Movie Review: “Almost Holy”

almost-holy-documentary.jpgGennadiy Mokhnenko is a two-fisted Pentacostalist pastor who sees himself as a character he remembers from a children’s cartoon.

He is “Gennadiy the Crocodile,” friend to children everywhere, and a friend with teeth.

Steve Hoover’s documentary “Almost Holy” follows this Ukrainian force of nature as he rescues child addicts from the streets, from those exploiting and abusing them, from a broken disinterested “system” and (ex-Soviet) culture and from the very pharmacists who sell them the drugs that take their youth, their health (some have lost limbs) and often, their lives.

In broken English, Mokhnenko describes the street kids of his city, Mariupol, Ukraine. And then he fearlessly shows you what he’s doing about them.

His methods are heavy-handed — kicking in doors, dragging kids away from their “vagabond” lives. For a pastor, he’s pretty blunt and foul-mouthed. He confronts sexual abusers with profane frankness. He shames pharmacists. On camera.

“I hope my life leaves a mark,” he says. And he is. He is making his corner of the world a tiny bit better, emptying the streets and Ukrainian version of “crack houses” of kids, intervening in the most “Scared Straight” ways.

“Why should I blow a fortune on your unlikely recovery?” he barks at one boy. Some, he gets adopted. Many, he takes into his own family. His wife Lena will bring tears to your eyes as you see both the overwhelming burden their family faces, and the unbending resolve they both have to do this work.
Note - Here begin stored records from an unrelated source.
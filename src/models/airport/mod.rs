pub mod endpoints;
pub mod queries;
#[cfg(test)]
pub mod testing;
pub mod types;

pub use types::*;

crate::make_object_id!(AirportId);
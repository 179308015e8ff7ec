pub mod endpoints;
pub mod queries;
#[cfg(test)]
pub mod testing;
pub mod types;

pub use types::*;

crate::make_object_id!(FlightId);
Hoover (“Blood Brothers”) gives voice to the controversy surrounding these “Pilgrim Republic” orphanages, the laws Pastor Crocodile breaks. And he lets us see how this work has been impacted by the Russian invasion of Crimea and assault on the rest of Ukraine. Not every child can be saved. Many want to escape back to the seeming horrors of their old lives.

 

Structurally, the film skips back and forth, from the “present” — a long cautionary speech at a women’s prison — to the recent past, with interventions, “raids,” counseling sessions — to the more distant past, when Mokhnenko got his start and stirred up enough controversy to wind up (repeatedly) on Ukrainian TV.

That doesn’t help the movie’s coherence or impact.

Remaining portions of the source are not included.